Begin at the top of the following data. Copy each line exactly until you have copied the line containing "the same type.".

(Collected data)
::::
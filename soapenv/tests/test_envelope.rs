use soapenv::{
    Auth, CommonResponse, ConcreteResponse, Content, Decoder, Envelope, Fault, FaultNamespace,
    Name, Person, ProcessARequest, ProcessAResponse, ProcessBResponse, SoapError, decode,
    decode_into, encode,
};

/// Encodes `content`, decodes it back into a placeholder of the same type.
fn roundtrip(content: Content, indent: &str) -> Content {
    let xml = encode(&Envelope::new(content.clone()), indent).unwrap();
    let placeholder = Content::placeholder_for(&content.name()).unwrap();
    let decoded = decode(&xml, Envelope::expecting(placeholder)).unwrap();
    assert!(decoded.body.fault.is_none());
    decoded.body.content.unwrap()
}

fn process_a() -> ProcessAResponse {
    ProcessAResponse {
        common: CommonResponse::new("200", "success"),
        id: "100".into(),
        process: "ProcessAResponse".into(),
    }
}

#[test]
fn test_scenario_a_process_a_response() {
    let xml = encode(&Envelope::new(process_a()), "  ").unwrap();
    let text = String::from_utf8(xml.clone()).unwrap();
    assert!(text.contains(r#"<ProcessAResponse xmlns="http://example.com/ns">"#));

    let decoded = decode(&xml, Envelope::expecting(ProcessAResponse::default())).unwrap();
    let response: ProcessAResponse = decoded.into_content().unwrap();

    assert_eq!(response.common.code, "200");
    assert_eq!(response.common.detail, "success");
    assert_eq!(response.id, "100");
    assert_eq!(response.process, "ProcessAResponse");
}

#[test]
fn test_scenario_b_fault() {
    let xml = br#"<Envelope xmlns="http://schemas.xmlsoap.org/soap/envelope">
  <Body>
    <Fault xmlns="http://schemas.xmlsoap.org/soap/envelope/"><faultcode>Server</faultcode><faultstring>boom</faultstring></Fault>
  </Body>
</Envelope>"#;

    let decoded = decode(xml, Envelope::expecting(ProcessAResponse::default())).unwrap();

    let fault = decoded.body.fault.unwrap();
    assert_eq!(fault.code, "Server");
    assert_eq!(fault.string, "boom");
    assert!(fault.actor.is_empty());
    assert!(decoded.body.content.is_none());
}

#[test]
fn test_roundtrip_every_registered_payload() {
    let values: Vec<Content> = vec![
        Name {
            first: "Ada".into(),
            last: "Lovelace".into(),
        }
        .into(),
        Auth {
            user_id: "admin".into(),
            pass: String::new(),
        }
        .into(),
        Person {
            id: -4,
            name: Some(Name {
                first: "Grace".into(),
                last: String::new(),
            }),
            age: 85,
        }
        .into(),
        Person::default().into(),
        ProcessARequest {
            request_id: "a & <b>".into(),
        }
        .into(),
        ConcreteResponse {
            common: CommonResponse::new("500", ""),
            additional_message: "retry later".into(),
        }
        .into(),
        process_a().into(),
        ProcessBResponse {
            common: CommonResponse::success(),
            id: "100".into(),
            process: "ProcessBResponse".into(),
            amount: "10000".into(),
        }
        .into(),
    ];

    for value in values {
        assert_eq!(roundtrip(value.clone(), ""), value);
        assert_eq!(roundtrip(value.clone(), "    "), value);
    }
}

#[test]
fn test_fault_roundtrips_under_strict_detection() {
    let fault = Fault::new("Client", "bad request")
        .with_actor("urn:dispatcher")
        .with_detail("unknown action");
    let xml = encode(&Envelope::fault(fault.clone()), "  ").unwrap();

    let decoded = decode(&xml, Envelope::expecting(ProcessARequest::default())).unwrap();
    assert_eq!(decoded.body.fault, Some(fault));
    assert!(decoded.body.content.is_none());
}

#[test]
fn test_flattened_fields_are_siblings() {
    let response = ProcessAResponse {
        common: CommonResponse::success(),
        id: String::new(),
        process: "X".into(),
    };
    let xml = String::from_utf8(encode(&Envelope::new(response), "").unwrap()).unwrap();

    assert!(xml.contains(
        "<ProcessAResponse xmlns=\"http://example.com/ns\"><Code>200</Code><Detail>success</Detail><Id></Id><Process>X</Process></ProcessAResponse>"
    ));
    assert!(!xml.contains("CommonResponse"));
}

#[test]
fn test_omit_empty_applies_to_common_fields_only() {
    let response = ProcessBResponse {
        amount: "1".into(),
        ..Default::default()
    };
    let xml = String::from_utf8(encode(&Envelope::new(response), "").unwrap()).unwrap();

    for absent in ["<Code>", "<Detail>"] {
        assert!(!xml.contains(absent), "{absent} in {xml}");
    }
    assert!(xml.contains("<Id></Id><Process></Process><Amount>1</Amount>"));
}

#[test]
fn test_header_placeholder_is_filled() {
    let auth = Auth {
        user_id: "u".into(),
        pass: "p".into(),
    };
    let xml = encode(
        &Envelope::new(ProcessARequest {
            request_id: "1".into(),
        })
        .with_header(auth.clone()),
        "",
    )
    .unwrap();

    let decoded = decode(
        &xml,
        Envelope::expecting(ProcessARequest::default()).with_header(Auth::default()),
    )
    .unwrap();
    assert_eq!(decoded.header_content(), Some(&Content::Auth(auth)));

    // Without a header placeholder the header is skipped.
    let decoded = decode(&xml, Envelope::expecting(ProcessARequest::default())).unwrap();
    assert!(decoded.header.is_none());
}

#[test]
fn test_unknown_header_entries_are_skipped() {
    let xml = br#"<Envelope xmlns="http://schemas.xmlsoap.org/soap/envelope">
  <Header>
    <Trace xmlns="urn:trace"><Id>1</Id></Trace>
    <Auth xmlns="http://example.com/ns"><UserID>u</UserID><Pass>p</Pass></Auth>
  </Header>
  <Body><ProcessARequest xmlns="http://example.com/ns"><RequestId>9</RequestId></ProcessARequest></Body>
</Envelope>"#;

    let mut envelope = Envelope::expecting(ProcessARequest::default()).with_header(Auth::default());
    decode_into(xml, &mut envelope).unwrap();

    let auth: Auth = envelope
        .header
        .and_then(|h| h.content)
        .and_then(|c| c.try_into().ok())
        .unwrap();
    assert_eq!(auth.pass, "p");
    assert_eq!(
        envelope.body.content,
        Some(Content::ProcessARequest(ProcessARequest {
            request_id: "9".into()
        }))
    );
}

#[test]
fn test_prefixed_envelope_is_accepted() {
    let xml = br#"<?xml version="1.0" encoding="UTF-8"?>
<soap:Envelope xmlns:soap="http://schemas.xmlsoap.org/soap/envelope" xmlns:ns="http://example.com/ns">
  <soap:Body>
    <ns:ProcessARequest><RequestId>42</RequestId></ns:ProcessARequest>
  </soap:Body>
</soap:Envelope>"#;

    let decoded = decode(xml, Envelope::expecting(ProcessARequest::default())).unwrap();
    let request: ProcessARequest = decoded.into_content().unwrap();
    assert_eq!(request.request_id, "42");
}

#[test]
fn test_slashless_fault_depends_on_policy() {
    let xml = br#"<Envelope xmlns="http://schemas.xmlsoap.org/soap/envelope"><Body><Fault><faultcode>Server</faultcode></Fault></Body></Envelope>"#;

    // Strict: the element is an ordinary payload and does not match the placeholder.
    let err = decode(xml, Envelope::expecting(ProcessAResponse::default())).unwrap_err();
    assert!(matches!(err, SoapError::Decode(_)), "got {err:?}");

    let decoded = Decoder::new()
        .fault_namespace(FaultNamespace::Lenient)
        .decode(xml, Envelope::expecting(ProcessAResponse::default()))
        .unwrap();
    assert_eq!(decoded.body.fault.unwrap().code, "Server");
    assert!(decoded.body.content.is_none());
}

#[test]
fn test_multiple_body_children_are_rejected() {
    let xml = br#"<Envelope xmlns="http://schemas.xmlsoap.org/soap/envelope"><Body>
<ProcessARequest xmlns="http://example.com/ns"><RequestId>1</RequestId></ProcessARequest>
<ProcessARequest xmlns="http://example.com/ns"><RequestId>2</RequestId></ProcessARequest>
</Body></Envelope>"#;

    let err = decode(xml, Envelope::expecting(ProcessARequest::default())).unwrap_err();
    assert!(matches!(err, SoapError::Protocol(_)), "got {err:?}");
}

#[test]
fn test_structural_errors() {
    let placeholder = || Envelope::expecting(ProcessARequest::default());

    let err = decode(b"<Other/>", placeholder()).unwrap_err();
    assert!(matches!(err, SoapError::Decode(_)), "got {err:?}");

    let err = decode(
        br#"<Envelope xmlns="http://schemas.xmlsoap.org/soap/envelope"></Envelope>"#,
        placeholder(),
    )
    .unwrap_err();
    assert!(matches!(err, SoapError::Protocol(ref m) if m == "missing body"), "got {err:?}");

    let err = decode(
        br#"<Envelope xmlns="http://schemas.xmlsoap.org/soap/envelope"><Body>"#,
        placeholder(),
    )
    .unwrap_err();
    assert!(
        matches!(err, SoapError::Protocol(_) | SoapError::Xml(_)),
        "got {err:?}"
    );

    let err = decode(b"", placeholder()).unwrap_err();
    assert!(matches!(err, SoapError::Protocol(_)), "got {err:?}");
}

#[test]
fn test_unset_destination_is_reported() {
    let xml = encode(&Envelope::new(process_a()), "").unwrap();
    let err = decode(&xml, Envelope::default()).unwrap_err();
    assert!(matches!(err, SoapError::UnsetDestination));
}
::::
Response to the exercise:
filename soapenv/tests/test_envelope.rs
use soapenv::{
    Auth, CommonResponse, ConcreteResponse, Content, Decoder, Envelope, Fault, FaultNamespace,
    Name, Person, ProcessARequest, ProcessAResponse, ProcessBResponse, SoapError, decode,
    decode_into, encode,
};

/// Encodes `content`, decodes it back into a placeholder of the same type.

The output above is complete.